Curious to integrate together.ai API to optimize the latency.

microsoft / LLMLingua

To speed up LLMs' inference and enhance LLM's perceive of key information, compress the prompt and KV-Cache, which achieves up to 20x compression with minimal performance loss.

https://llmlingua.com/

MIT License

4.27k stars 228 forks source link

Curious to integrate together.ai API to optimize the latency. #70

Open Pr0fe5s0r opened 6 months ago

Pr0fe5s0r commented 6 months ago

Hey guys, Just got an idea. it will be great if we add the together.ai API inside this project because they use almost every possible open-source model through API calls. What do you guys think of it?
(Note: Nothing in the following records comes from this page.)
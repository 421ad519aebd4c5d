use std::net::IpAddr;

use vidctrl_frame::{AnnotationMode, DrcLevel};

/// The media pipeline a [`ControlServer`](crate::ControlServer) drives.
///
/// Calls arrive on the server task, one at a time, in the order the client
/// sent them.
pub trait MediaPipeline: Send {
    /// Where the RTP stream should go. Called for every accepted client.
    fn set_dest_host(&mut self, host: IpAddr);

    /// Change capture parameters. Streaming resumes afterwards.
    fn set_resolution_framerate(&mut self, width: u16, height: u16, framerate: u16);

    fn pause(&mut self);

    fn resume(&mut self);

    /// Encoder target in bits per second.
    fn set_target_bitrate(&mut self, bitrate: u32);

    fn set_annotation_mode(&mut self, mode: AnnotationMode);

    fn set_drc_level(&mut self, level: DrcLevel);

    /// The control connection went away without being replaced.
    fn client_disconnected(&mut self) {
        self.pause();
    }
}
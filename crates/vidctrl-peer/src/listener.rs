use std::future::Future;
use std::net::SocketAddr;

use tracing::{debug, info, warn};
use vidctrl_frame::Message;
use vidctrl_transport::{ControlStream, TcpControlSocket};

use crate::connection::{next_event_of, Connection, ConnectionEvent};
use crate::control::ServerConfig;
use crate::error::Result;
use crate::pipeline::MediaPipeline;
use crate::stats::SharedStats;

enum Wake {
    Connection(Result<ConnectionEvent>),
    Accepted(vidctrl_transport::Result<ControlStream>),
    Shutdown,
}

/// Producer side of the control channel.
///
/// Serves one client at a time: a newly accepted connection replaces the
/// current one, and the replaced client's disconnect is not reported to the
/// pipeline. Replacement therefore never pauses the stream; it keeps its
/// current state until the new client's replayed parameters arrive.
/// Inbound messages are applied to the [`MediaPipeline`] in
/// arrival order; probes are answered from the shared stats window.
pub struct ControlServer<P> {
    socket: TcpControlSocket,
    pipeline: P,
    stats: SharedStats,
    conn: Option<Connection>,
    next_conn_id: u64,
}

impl<P: MediaPipeline> ControlServer<P> {
    /// Bind the control port.
    pub async fn bind(config: &ServerConfig, pipeline: P, stats: SharedStats) -> Result<Self> {
        let socket = TcpControlSocket::bind(&config.bind_host, config.control_port).await?;
        Ok(Self {
            socket,
            pipeline,
            stats,
            conn: None,
            next_conn_id: 0,
        })
    }

    pub fn local_addr(&self) -> SocketAddr {
        self.socket.local_addr()
    }

    pub fn stats(&self) -> &SharedStats {
        &self.stats
    }

    pub fn pipeline(&self) -> &P {
        &self.pipeline
    }

    /// Whether a client is currently connected.
    pub fn has_client(&self) -> bool {
        self.conn.is_some()
    }

    /// Serve forever.
    pub async fn run(&mut self) -> Result<()> {
        self.run_until(std::future::pending()).await
    }

    /// Serve until `shutdown` completes.
    pub async fn run_until<F>(&mut self, shutdown: F) -> Result<()>
    where
        F: Future<Output = ()>,
    {
        tokio::pin!(shutdown);

        loop {
            let wake = tokio::select! {
                biased;
                () = &mut shutdown => Wake::Shutdown,
                event = next_event_of(&mut self.conn) => Wake::Connection(event),
                accepted = self.socket.accept() => Wake::Accepted(accepted),
            };

            match wake {
                Wake::Shutdown => {
                    info!("control server shutting down");
                    if let Some(mut conn) = self.conn.take() {
                        if !conn.is_destroyed() {
                            conn.destroy("server shutdown")?;
                        }
                    }
                    return Ok(());
                }
                Wake::Accepted(Ok(stream)) => self.replace_connection(stream)?,
                Wake::Accepted(Err(err)) => warn!(%err, "accept failed"),
                Wake::Connection(event) => match event? {
                    ConnectionEvent::Message(message) => self.dispatch(message),
                    ConnectionEvent::Destroyed(reason) => {
                        info!(%reason, "client disconnected");
                        self.conn = None;
                        self.pipeline.client_disconnected();
                    }
                    ConnectionEvent::Connected => {}
                },
            }
        }
    }

    fn replace_connection(&mut self, stream: ControlStream) -> Result<()> {
        if let Some(mut old) = self.conn.take() {
            if !old.is_destroyed() {
                old.destroy("replaced by new connection")?;
            }
        }

        let peer = stream.peer_addr();
        self.next_conn_id += 1;
        info!(conn = self.next_conn_id, %peer, "client connected");

        self.pipeline.set_dest_host(peer.ip());
        self.conn = Some(Connection::from_stream(self.next_conn_id, stream));
        Ok(())
    }

    fn dispatch(&mut self, message: Message) {
        debug!(kind = %message.kind(), "dispatch");
        match message {
            Message::SetResolutionFramerate {
                width,
                height,
                framerate,
            } => self
                .pipeline
                .set_resolution_framerate(width, height, framerate),
            Message::Pause => self.pipeline.pause(),
            Message::Resume => self.pipeline.resume(),
            Message::SetTargetBitrate(bitrate) => self.pipeline.set_target_bitrate(bitrate),
            Message::SetAnnotationMode(mode) => self.pipeline.set_annotation_mode(mode),
            Message::SetDrcLevel(level) => self.pipeline.set_drc_level(level),
            Message::StatsRequest => {
                let average = self.stats.average();
                self.reply(Message::StatsResponse(average.to_report()));
            }
            Message::Ping => self.reply(Message::Pong),
            Message::StatsResponse(_) | Message::Pong => {
                warn!(kind = %message.kind(), "unexpected message from client");
            }
        }
    }

    fn reply(&mut self, message: Message) {
        if let Some(conn) = self.conn.as_mut() {
            conn.send(&message);
        }
    }
}
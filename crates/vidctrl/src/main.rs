mod cmd;
mod exit;
mod logging;
mod output;

use clap::Parser;

use crate::cmd::Command;
use crate::logging::{init_logging, LogFormat, LogLevel};
use crate::output::OutputFormat;

#[derive(Parser, Debug)]
#[command(name = "vidctrl", version, about = "Video stream remote control")]
struct Cli {
    /// Output format.
    #[arg(long, value_name = "FORMAT", global = true)]
    format: Option<OutputFormat>,

    /// Log output format (stderr).
    #[arg(long, value_name = "FORMAT", default_value = "text", global = true)]
    log_format: LogFormat,

    /// Minimum log level (stderr).
    #[arg(
        long,
        value_name = "LEVEL",
        env = "VIDCTRL_LOG_LEVEL",
        default_value = "info",
        global = true
    )]
    log_level: LogLevel,

    #[command(subcommand)]
    command: Command,
}

fn main() {
    let cli = Cli::parse();
    init_logging(cli.log_format, cli.log_level);

    let format = cli.format.unwrap_or_else(OutputFormat::default_for_stdout);
    let result = cmd::run(cli.command, format);

    match result {
        Ok(code) => std::process::exit(code),
        Err(err) => {
            eprintln!("error: {err}");
            std::process::exit(err.code);
        }
    }
}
iofu728 commented 6 months ago

Hi @Pr0fe5s0r,

Thank you for your support of LLMLingua. I briefly reviewed Together.ai and noticed that they provide logprobs (https://docs.together.ai/docs/inference-parameters#logprops-api-only). However, I'm not certain if they can return logprobs for the prompt section. If they do, we could consider providing support for it.

Thank you for the information.

Ice-Hazymoon commented 4 months ago

Hi @iofu728 ,

I'm looking forward to this, any progress?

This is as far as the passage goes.